Instructions for the task = Starting at the first line and ending at the last, repeat the material word for word.

Dataset excerpts =
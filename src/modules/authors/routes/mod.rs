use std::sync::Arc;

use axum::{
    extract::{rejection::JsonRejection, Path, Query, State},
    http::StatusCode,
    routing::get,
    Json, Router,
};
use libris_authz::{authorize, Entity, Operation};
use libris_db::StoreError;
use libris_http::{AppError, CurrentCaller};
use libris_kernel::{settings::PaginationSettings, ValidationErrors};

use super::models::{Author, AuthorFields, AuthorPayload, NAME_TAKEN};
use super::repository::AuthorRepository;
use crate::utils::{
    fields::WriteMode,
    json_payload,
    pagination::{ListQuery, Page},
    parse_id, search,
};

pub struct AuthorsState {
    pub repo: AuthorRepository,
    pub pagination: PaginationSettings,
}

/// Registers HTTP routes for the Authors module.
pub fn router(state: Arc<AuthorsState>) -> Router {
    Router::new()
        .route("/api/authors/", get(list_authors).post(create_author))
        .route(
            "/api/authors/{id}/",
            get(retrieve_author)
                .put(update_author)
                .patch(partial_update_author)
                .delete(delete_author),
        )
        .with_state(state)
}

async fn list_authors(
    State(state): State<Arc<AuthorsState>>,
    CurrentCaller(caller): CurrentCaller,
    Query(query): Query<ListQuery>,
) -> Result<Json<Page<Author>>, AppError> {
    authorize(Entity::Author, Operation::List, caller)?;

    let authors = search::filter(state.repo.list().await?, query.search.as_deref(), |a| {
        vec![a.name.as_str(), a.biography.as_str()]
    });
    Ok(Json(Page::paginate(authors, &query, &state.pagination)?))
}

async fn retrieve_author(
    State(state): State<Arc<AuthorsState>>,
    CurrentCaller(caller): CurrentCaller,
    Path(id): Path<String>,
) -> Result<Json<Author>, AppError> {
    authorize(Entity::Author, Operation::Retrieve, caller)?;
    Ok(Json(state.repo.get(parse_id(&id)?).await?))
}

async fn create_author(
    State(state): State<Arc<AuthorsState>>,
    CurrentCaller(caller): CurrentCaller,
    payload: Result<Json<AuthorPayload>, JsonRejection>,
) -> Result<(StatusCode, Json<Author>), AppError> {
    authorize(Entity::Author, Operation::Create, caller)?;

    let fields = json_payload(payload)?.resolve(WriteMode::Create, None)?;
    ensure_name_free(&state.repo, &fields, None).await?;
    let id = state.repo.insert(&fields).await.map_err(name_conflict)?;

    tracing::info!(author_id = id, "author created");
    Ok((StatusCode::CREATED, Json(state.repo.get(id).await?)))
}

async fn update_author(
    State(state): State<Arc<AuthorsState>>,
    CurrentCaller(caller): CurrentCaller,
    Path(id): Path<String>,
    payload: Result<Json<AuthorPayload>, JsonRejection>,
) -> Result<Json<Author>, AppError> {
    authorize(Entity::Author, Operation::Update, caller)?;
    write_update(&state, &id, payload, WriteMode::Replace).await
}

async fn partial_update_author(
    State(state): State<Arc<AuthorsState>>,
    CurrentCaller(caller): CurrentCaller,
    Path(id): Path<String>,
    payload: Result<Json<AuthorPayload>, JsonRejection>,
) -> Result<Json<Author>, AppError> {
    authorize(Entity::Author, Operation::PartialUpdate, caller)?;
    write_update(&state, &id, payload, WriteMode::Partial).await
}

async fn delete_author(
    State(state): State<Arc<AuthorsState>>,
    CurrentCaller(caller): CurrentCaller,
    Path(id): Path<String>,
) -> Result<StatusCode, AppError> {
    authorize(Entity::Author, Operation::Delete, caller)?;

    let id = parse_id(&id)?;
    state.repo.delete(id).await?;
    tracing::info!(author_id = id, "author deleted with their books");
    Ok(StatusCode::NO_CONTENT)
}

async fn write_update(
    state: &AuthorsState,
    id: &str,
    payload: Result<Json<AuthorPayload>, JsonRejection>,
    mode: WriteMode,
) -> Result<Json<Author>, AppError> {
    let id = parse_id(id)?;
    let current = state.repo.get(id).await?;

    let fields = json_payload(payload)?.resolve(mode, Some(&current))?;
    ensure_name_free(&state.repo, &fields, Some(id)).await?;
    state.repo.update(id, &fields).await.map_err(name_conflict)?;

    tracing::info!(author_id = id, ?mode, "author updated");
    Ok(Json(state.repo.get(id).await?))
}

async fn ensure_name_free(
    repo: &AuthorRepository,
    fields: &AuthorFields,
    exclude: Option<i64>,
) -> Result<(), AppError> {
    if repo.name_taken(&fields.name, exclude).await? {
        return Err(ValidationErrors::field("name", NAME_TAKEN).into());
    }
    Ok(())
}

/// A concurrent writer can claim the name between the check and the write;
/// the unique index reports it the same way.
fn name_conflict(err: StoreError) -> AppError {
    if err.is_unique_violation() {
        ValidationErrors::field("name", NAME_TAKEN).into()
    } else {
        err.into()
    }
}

Final answer =
filename src/modules/authors/routes/mod.rs
use std::sync::Arc;

use axum::{
    extract::{rejection::JsonRejection, Path, Query, State},
    http::StatusCode,
    routing::get,
    Json, Router,
};
use libris_authz::{authorize, Entity, Operation};
use libris_db::StoreError;
use libris_http::{AppError, CurrentCaller};
use libris_kernel::{settings::PaginationSettings, ValidationErrors};

use super::models::{Author, AuthorFields, AuthorPayload, NAME_TAKEN};
use super::repository::AuthorRepository;
use crate::utils::{
    fields::WriteMode,
    json_payload,
    pagination::{ListQuery, Page},
    parse_id, search,
};

pub struct AuthorsState {
    pub repo: AuthorRepository,
    pub pagination: PaginationSettings,
}

/// Registers HTTP routes for the Authors module.
pub fn router(state: Arc<AuthorsState>) -> Router {
    Router::new()
        .route("/api/authors/", get(list_authors).post(create_author))
        .route(
            "/api/authors/{id}/",
            get(retrieve_author)
                .put(update_author)
                .patch(partial_update_author)
                .delete(delete_author),
        )
        .with_state(state)
}

async fn list_authors(
    State(state): State<Arc<AuthorsState>>,
    CurrentCaller(caller): CurrentCaller,
    Query(query): Query<ListQuery>,
) -> Result<Json<Page<Author>>, AppError> {
    authorize(Entity::Author, Operation::List, caller)?;

    let authors = search::filter(state.repo.list().await?, query.search.as_deref(), |a| {
        vec![a.name.as_str(), a.biography.as_str()]
    });
    Ok(Json(Page::paginate(authors, &query, &state.pagination)?))
}

async fn retrieve_author(
    State(state): State<Arc<AuthorsState>>,
    CurrentCaller(caller): CurrentCaller,
    Path(id): Path<String>,
) -> Result<Json<Author>, AppError> {
    authorize(Entity::Author, Operation::Retrieve, caller)?;
    Ok(Json(state.repo.get(parse_id(&id)?).await?))
}

async fn create_author(
    State(state): State<Arc<AuthorsState>>,
    CurrentCaller(caller): CurrentCaller,
    payload: Result<Json<AuthorPayload>, JsonRejection>,
) -> Result<(StatusCode, Json<Author>), AppError> {
    authorize(Entity::Author, Operation::Create, caller)?;

    let fields = json_payload(payload)?.resolve(WriteMode::Create, None)?;
    ensure_name_free(&state.repo, &fields, None).await?;
    let id = state.repo.insert(&fields).await.map_err(name_conflict)?;

    tracing::info!(author_id = id, "author created");
    Ok((StatusCode::CREATED, Json(state.repo.get(id).await?)))
}

async fn update_author(
    State(state): State<Arc<AuthorsState>>,
    CurrentCaller(caller): CurrentCaller,
    Path(id): Path<String>,
    payload: Result<Json<AuthorPayload>, JsonRejection>,
) -> Result<Json<Author>, AppError> {
    authorize(Entity::Author, Operation::Update, caller)?;
    write_update(&state, &id, payload, WriteMode::Replace).await
}

async fn partial_update_author(
    State(state): State<Arc<AuthorsState>>,
    CurrentCaller(caller): CurrentCaller,
    Path(id): Path<String>,
    payload: Result<Json<AuthorPayload>, JsonRejection>,
) -> Result<Json<Author>, AppError> {
    authorize(Entity::Author, Operation::PartialUpdate, caller)?;
    write_update(&state, &id, payload, WriteMode::Partial).await
}

async fn delete_author(
    State(state): State<Arc<AuthorsState>>,
    CurrentCaller(caller): CurrentCaller,
    Path(id): Path<String>,
) -> Result<StatusCode, AppError> {
    authorize(Entity::Author, Operation::Delete, caller)?;

    let id = parse_id(&id)?;
    state.repo.delete(id).await?;
    tracing::info!(author_id = id, "author deleted with their books");
    Ok(StatusCode::NO_CONTENT)
}

async fn write_update(
    state: &AuthorsState,
    id: &str,
    payload: Result<Json<AuthorPayload>, JsonRejection>,
    mode: WriteMode,
) -> Result<Json<Author>, AppError> {
    let id = parse_id(id)?;
    let current = state.repo.get(id).await?;

    let fields = json_payload(payload)?.resolve(mode, Some(&current))?;
    ensure_name_free(&state.repo, &fields, Some(id)).await?;
    state.repo.update(id, &fields).await.map_err(name_conflict)?;

    tracing::info!(author_id = id, ?mode, "author updated");
    Ok(Json(state.repo.get(id).await?))
}

async fn ensure_name_free(
    repo: &AuthorRepository,
    fields: &AuthorFields,
    exclude: Option<i64>,
) -> Result<(), AppError> {
    if repo.name_taken(&fields.name, exclude).await? {
        return Err(ValidationErrors::field("name", NAME_TAKEN).into());
    }
    Ok(())
}

/// A concurrent writer can claim the name between the check and the write;
/// the unique index reports it the same way.
fn name_conflict(err: StoreError) -> AppError {
    if err.is_unique_violation() {
        ValidationErrors::field("name", NAME_TAKEN).into()
    } else {
        err.into()
    }
}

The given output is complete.